Board Considerations in Approving the New Investment Sub-Advisory Agreement and the Continuation of the Current
Investment Sub-Advisory Agreement
In preparation for the Annual Renewal Meeting, the Board requested and received written materials from Rydex Investments and
CLS about: (a) the quality of CLS’s investment management and other services; (b) CLS’s investment management personnel;
(c) CLS’s operations and financial condition; (d) CLS’s investment strategies; (e) the level of the sub-advisory fees that CLS charges
the Sub-Advised Funds compared with the fees it charges to comparable mutual funds or accounts; (f) each Sub-Advised Fund’s
overall fees and operating expenses compared with similar mutual funds; (g) the level of CLS’s profitability from its Sub-Advised
Fund-related operations; (h) CLS’s compliance systems; (i) CLS’s policies on and compliance procedures for personal securities
transactions; (j) CLS’s reputation, expertise, and resources in the financial markets; and (k) Sub-Advised Fund performance
compared with similar mutual funds. Certain of these considerations are discussed in more detail below.
In its deliberations at the Annual Renewal Meeting, the Board did not identify any single piece of information that was all-
important or controlling. Based on the Board’s deliberations and its evaluation of the information referenced above and
described in more detail below, the Board, including all of the Independent Trustees, unanimously: (a) concluded that terms of
the Current Agreement and New Agreement were fair and reasonable; (b) concluded that CLS’s fees were reasonable in light of
the services that CLS provides to the Sub-Advised Funds; (c) agreed to renew the Current Agreement for an additional one-year
term; and (d) agreed to approve the New Agreement for an initial term of two years.
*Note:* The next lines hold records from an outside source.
//! Coordinate conversion between GUI space and renderer space
//!
//! The GUI library lays out in a top-left-origin, Y-down space; the host
//! renderer draws in a bottom-left-origin, Y-up space of the same size. The
//! two are related by a Y-flip anchored at the viewport center.

use crate::foundation::math::{Mat3, Point2, Rect, Vec2};

/// Affine Y-flip for the current viewport
///
/// Passed explicitly to every call that needs it instead of being looked up
/// from a process-wide "current context".
#[derive(Debug, Clone, PartialEq)]
pub struct CoordinateProjector {
    viewport: Vec2,
    forward: Mat3,
    inverse: Mat3,
}

impl CoordinateProjector {
    /// Create a projector for a viewport of the given size
    pub fn new(viewport: Vec2) -> Self {
        let (forward, inverse) = Self::flip_about_center(viewport);
        Self { viewport, forward, inverse }
    }

    /// Re-derive the transform if the viewport size changed.
    ///
    /// Returns `true` when it did.
    pub fn resize(&mut self, viewport: Vec2) -> bool {
        if viewport == self.viewport {
            return false;
        }
        *self = Self::new(viewport);
        true
    }

    /// Current viewport size
    pub fn viewport(&self) -> Vec2 {
        self.viewport
    }

    /// GUI space to renderer space
    pub fn matrix(&self) -> &Mat3 {
        &self.forward
    }

    /// Renderer space to GUI space
    pub fn inverse_matrix(&self) -> &Mat3 {
        &self.inverse
    }

    /// Map a GUI-space point into renderer space
    pub fn project(&self, p: Vec2) -> Vec2 {
        self.forward.transform_point(&Point2::from(p)).coords
    }

    /// Map a renderer-space point into GUI space
    pub fn unproject(&self, p: Vec2) -> Vec2 {
        self.inverse.transform_point(&Point2::from(p)).coords
    }

    /// Project both corners of a GUI-space rectangle and normalize the result
    pub fn project_rect(&self, a: Vec2, b: Vec2) -> Rect {
        Rect::from_corners(self.project(a), self.project(b))
    }

    fn flip_about_center(viewport: Vec2) -> (Mat3, Mat3) {
        let center = Point2::from(viewport * 0.5);
        let flip = Vec2::new(1.0, -1.0);
        // A mirror is its own inverse.
        let forward = Mat3::new_nonuniform_scaling_wrt_point(&flip, &center);
        let inverse = Mat3::new_nonuniform_scaling_wrt_point(&flip.map(|s| 1.0 / s), &center);
        (forward, inverse)
    }
}
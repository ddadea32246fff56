//! GLFW host adapter
//!
//! Key and button conversions plus [`GlfwInput`], a [`HostInput`] fed from the
//! window's event queue.

use std::collections::HashSet;

use glfw::{Action, WindowEvent};

use super::{Button, HostInput, Key, MouseButton};
use crate::foundation::math::Vec2;

macro_rules! glfw_keys {
    ($($name:ident),* $(,)?) => {
        impl Key {
            /// Convert a GLFW key; keys the bridge does not know map to `None`
            pub fn from_glfw(key: glfw::Key) -> Option<Self> {
                match key {
                    $(glfw::Key::$name => Some(Self::$name),)*
                    _ => None,
                }
            }

            /// The GLFW key for this key
            pub fn to_glfw(self) -> glfw::Key {
                match self {
                    $(Self::$name => glfw::Key::$name,)*
                }
            }
        }
    };
}

glfw_keys!(
    A, B, C, D, E, F, G, H, I, J, K, L, M, N, O, P, Q, R, S, T, U, V, W, X, Y, Z, Num0,
    Num1, Num2, Num3, Num4, Num5, Num6, Num7, Num8, Num9, F1, F2, F3, F4, F5, F6, F7, F8,
    F9, F10, F11, F12, Space, Apostrophe, Comma, Minus, Period, Slash, Semicolon, Equal,
    LeftBracket, Backslash, RightBracket, GraveAccent, Escape, Enter, Tab, Backspace,
    Insert, Delete, Right, Left, Down, Up, PageUp, PageDown, Home, End, CapsLock,
    KpEnter, LeftShift, LeftControl, LeftAlt, LeftSuper, RightShift, RightControl,
    RightAlt, RightSuper, Menu,
);

impl MouseButton {
    /// Convert a GLFW mouse button; buttons past the fifth map to `None`
    pub fn from_glfw(button: glfw::MouseButton) -> Option<Self> {
        match button {
            glfw::MouseButton::Button1 => Some(Self::Left),
            glfw::MouseButton::Button2 => Some(Self::Right),
            glfw::MouseButton::Button3 => Some(Self::Middle),
            glfw::MouseButton::Button4 => Some(Self::Back),
            glfw::MouseButton::Button5 => Some(Self::Forward),
            _ => None,
        }
    }
}

/// Host input assembled from GLFW window events
///
/// Feed every event through [`handle_event`](Self::handle_event), then call
/// [`end_frame`](Self::end_frame) after the frame consumed the edges.
#[derive(Debug)]
pub struct GlfwInput {
    down: HashSet<Button>,
    pressed_this_frame: HashSet<Button>,
    released_this_frame: HashSet<Button>,
    repeated_this_frame: HashSet<Button>,
    cursor: Vec2,
    scroll: Vec2,
    viewport: Vec2,
    typed: String,
    clipboard: Option<String>,
}

impl GlfwInput {
    /// Create an input tracker for a framebuffer of the given size
    pub fn new(width: f32, height: f32) -> Self {
        Self {
            down: HashSet::new(),
            pressed_this_frame: HashSet::new(),
            released_this_frame: HashSet::new(),
            repeated_this_frame: HashSet::new(),
            cursor: Vec2::zeros(),
            scroll: Vec2::zeros(),
            viewport: Vec2::new(width, height),
            typed: String::new(),
            clipboard: None,
        }
    }

    /// Apply one window event
    pub fn handle_event(&mut self, event: &WindowEvent) {
        match *event {
            WindowEvent::Key(key, _, action, _) => {
                if let Some(key) = Key::from_glfw(key) {
                    self.apply(Button::Key(key), action);
                }
            }
            WindowEvent::MouseButton(button, action, _) => {
                if let Some(button) = MouseButton::from_glfw(button) {
                    self.apply(Button::Mouse(button), action);
                }
            }
            // GLFW reports the cursor from the top-left corner
            WindowEvent::CursorPos(x, y) => {
                self.cursor = Vec2::new(x as f32, self.viewport.y - y as f32);
            }
            WindowEvent::Scroll(x, y) => {
                self.scroll += Vec2::new(x as f32, y as f32);
            }
            WindowEvent::Char(c) => self.typed.push(c),
            WindowEvent::FramebufferSize(width, height) => {
                self.viewport = Vec2::new(width as f32, height as f32);
            }
            _ => {}
        }
    }

    /// Clear per-frame edges and scroll
    pub fn end_frame(&mut self) {
        self.pressed_this_frame.clear();
        self.released_this_frame.clear();
        self.repeated_this_frame.clear();
        self.scroll = Vec2::zeros();
    }

    fn apply(&mut self, button: Button, action: Action) {
        match action {
            Action::Press => {
                self.down.insert(button);
                self.pressed_this_frame.insert(button);
            }
            Action::Release => {
                self.down.remove(&button);
                self.released_this_frame.insert(button);
            }
            Action::Repeat => {
                self.repeated_this_frame.insert(button);
            }
        }
    }
}

impl HostInput for GlfwInput {
    fn pressed(&self, button: Button) -> bool {
        self.down.contains(&button)
    }

    fn just_pressed(&self, button: Button) -> bool {
        self.pressed_this_frame.contains(&button)
    }

    fn just_released(&self, button: Button) -> bool {
        self.released_this_frame.contains(&button)
    }

    fn repeated(&self, button: Button) -> bool {
        self.repeated_this_frame.contains(&button)
    }

    fn mouse_position(&self) -> Vec2 {
        self.cursor
    }

    fn mouse_scroll(&self) -> Vec2 {
        self.scroll
    }

    fn viewport_size(&self) -> Vec2 {
        self.viewport
    }

    fn typed(&mut self) -> String {
        std::mem::take(&mut self.typed)
    }

    // Kept in-process; the window owns the system clipboard and is not
    // borrowed here.
    fn clipboard_text(&mut self) -> Option<String> {
        self.clipboard.clone()
    }

    fn set_clipboard_text(&mut self, text: &str) {
        self.clipboard = Some(text.to_string());
    }
}

#[cfg(test)]
mod tests {
    use super::*;

    #[test]
    fn test_key_conversion_round_trip() {
        assert_eq!(Key::from_glfw(glfw::Key::Enter), Some(Key::Enter));
        assert_eq!(Key::KpEnter.to_glfw(), glfw::Key::KpEnter);
        assert_eq!(Key::from_glfw(glfw::Key::F20), None);
    }

    #[test]
    fn test_events_drive_edges() {
        let mut input = GlfwInput::new(100.0, 50.0);
        let left = Button::Mouse(MouseButton::Left);
        input.handle_event(&WindowEvent::MouseButton(glfw::MouseButton::Button1, Action::Press, glfw::Modifiers::empty()));
        input.handle_event(&WindowEvent::CursorPos(10.0, 20.0));
        input.handle_event(&WindowEvent::Scroll(0.0, 1.0));
        input.handle_event(&WindowEvent::Scroll(0.0, 2.0));

        assert!(input.just_pressed(left));
        assert!(input.pressed(left));
        assert_eq!(input.mouse_position(), Vec2::new(10.0, 30.0));
        assert_eq!(input.mouse_scroll(), Vec2::new(0.0, 3.0));

        input.end_frame();
        assert!(!input.just_pressed(left));
        assert!(input.pressed(left));
        assert_eq!(input.mouse_scroll(), Vec2::zeros());
    }
}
In approving the New Agreement and the continuation of the Current Agreement at the Annual Renewal Meeting, the
Board, including the Independent Trustees, advised by independent counsel, considered the factors discussed below.
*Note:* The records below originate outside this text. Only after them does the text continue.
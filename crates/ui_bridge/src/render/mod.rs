//! Host renderer boundary
//!
//! Renderer-native triangle types, the [`UiRenderBackend`] trait the host
//! implements, and the translator that turns GUI draw data into triangles.

pub mod backend;
pub mod translator;

pub use backend::UiRenderBackend;
pub use translator::{DrawCommandTranslator, TranslateStats};

use bytemuck::{Pod, Zeroable};

use crate::foundation::math::Rect;

/// Vertex in renderer space with atlas UVs
#[repr(C)]
#[derive(Debug, Clone, Copy, PartialEq, Pod, Zeroable)]
pub struct UiVertex {
    /// Position in renderer space (bottom-left origin)
    pub position: [f32; 2],
    /// Texture coordinates normalized to the whole atlas
    pub uv: [f32; 2],
    /// RGBA color, channels in `[0, 1]`
    pub color: [f32; 4],
    /// Texture/color blend: 0 uses the texture as an alpha mask (font), 1
    /// samples it as a picture
    pub intensity: f32,
}

/// Scissor rectangle in renderer space
#[repr(C)]
#[derive(Debug, Clone, Copy, PartialEq, Pod, Zeroable)]
pub struct ClipRect {
    /// Minimum corner
    pub min: [f32; 2],
    /// Maximum corner
    pub max: [f32; 2],
}

impl ClipRect {
    /// All zero: no clipping
    pub const NONE: Self = Self { min: [0.0; 2], max: [0.0; 2] };

    /// Whether clipping is disabled
    pub fn is_none(&self) -> bool {
        *self == Self::NONE
    }
}

impl From<Rect> for ClipRect {
    fn from(rect: Rect) -> Self {
        Self {
            min: [rect.min.x, rect.min.y],
            max: [rect.max.x, rect.max.y],
        }
    }
}

/// One textured triangle with its clip rectangle
#[repr(C)]
#[derive(Debug, Clone, Copy, PartialEq, Pod, Zeroable)]
pub struct UiTriangle {
    /// Corners in GUI index order
    pub vertices: [UiVertex; 3],
    /// Clip rectangle
    pub clip: ClipRect,
}

/// Reusable triangle buffer filled once per frame
#[derive(Debug, Default)]
pub struct TriangleBatch {
    triangles: Vec<UiTriangle>,
}

impl TriangleBatch {
    /// Create an empty batch
    pub fn new() -> Self {
        Self::default()
    }

    /// Append a triangle
    pub fn push(&mut self, triangle: UiTriangle) {
        self.triangles.push(triangle);
    }

    /// Number of triangles
    pub fn len(&self) -> usize {
        self.triangles.len()
    }

    /// No triangles
    pub fn is_empty(&self) -> bool {
        self.triangles.is_empty()
    }

    /// Drop all triangles, keeping the allocation
    pub fn clear(&mut self) {
        self.triangles.clear();
    }

    /// Drop triangles past `len`
    pub fn truncate(&mut self, len: usize) {
        self.triangles.truncate(len);
    }

    /// Triangles in draw order
    pub fn triangles(&self) -> &[UiTriangle] {
        &self.triangles
    }

    /// Raw bytes for direct upload into a vertex buffer
    pub fn as_bytes(&self) -> &[u8] {
        bytemuck::cast_slice(&self.triangles)
    }
}

#[cfg(test)]
mod tests {
    use super::*;
    use crate::foundation::math::Vec2;

    #[test]
    fn test_triangle_is_tightly_packed() {
        assert_eq!(std::mem::size_of::<UiVertex>(), 9 * 4);
        assert_eq!(std::mem::size_of::<UiTriangle>(), 3 * 9 * 4 + 4 * 4);
    }

    #[test]
    fn test_clip_rect_none() {
        assert!(ClipRect::NONE.is_none());
        let clip = ClipRect::from(Rect::from_corners(Vec2::new(1.0, 2.0), Vec2::new(0.0, 0.0)));
        assert!(!clip.is_none());
        assert_eq!(clip.min, [0.0, 0.0]);
        assert_eq!(clip.max, [1.0, 2.0]);
    }

    #[test]
    fn test_batch_bytes_track_len() {
        let mut batch = TriangleBatch::new();
        batch.push(UiTriangle::zeroed());
        batch.push(UiTriangle::zeroed());
        assert_eq!(batch.as_bytes().len(), 2 * std::mem::size_of::<UiTriangle>());
        batch.truncate(1);
        assert_eq!(batch.len(), 1);
        batch.clear();
        assert!(batch.is_empty());
    }
}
Nature, Extent and Quality of Services Provided by CLS
At the Annual Renewal Meeting, the Board reviewed the scope of services to be provided by CLS under the Current
Agreement and noted that there would be no significant differences between the scope of services required to be provided
by CLS for the past year and the scope of services required to be provided by CLS for the upcoming year. In reviewing the
scope of services provided to the Sub-Advised Funds by CLS, the Board reviewed and discussed CLS’s investment
experience, noting that CLS and its affiliates have committed significant resources over time to the support of the Sub-
Advised Funds. The Board also considered CLS’s compliance program and its compliance record with respect to the
Sub-Advised Funds. In that regard, the Board noted that CLS provides information regarding the portfolio management and
compliance to the Board on a periodic basis in connection with regularly scheduled meetings of the Board. In addition to the
above considerations, the Board reviewed and considered CLS’s investment processes and strategies, and matters related to
CLS’s portfolio transaction policies and procedures. The Board further considered and determined that the advisory fees
charged under the Current Agreement are based on services provided that will be in addition to, rather than duplicative of,
the services provides under the investment advisory agreement of any ETF in which the Sub-Advised Funds invest in reliance
on exemptive orders pursuant to Section 12(d)(1). In particular, the Board recognized that CLS must manage a Sub-Advised
Fund’s investment in an unaffiliated ETF in the same manner as other investments in the Sub-Advised Fund’s portfolio in
order to ensure that the Sub-Advised Fund achieves its investment objective. Thus, a Sub-Advised Fund’s investment in an
unaffiliated ETF does not alleviate CLS’s duties and responsibilities as investment sub-adviser to the Sub-Advised Fund. The
Board also noted that the Sub-Advised Funds have met their investment objectives consistently since their respective
inception dates. Based on this review, the Board concluded that the nature, extent and quality of services to be provided by
CLS to the Sub-Advised Funds under the Current Agreement were appropriate and continued to support the Board’s
original selection of CLS as investment sub-adviser to the Sub-Advised Funds.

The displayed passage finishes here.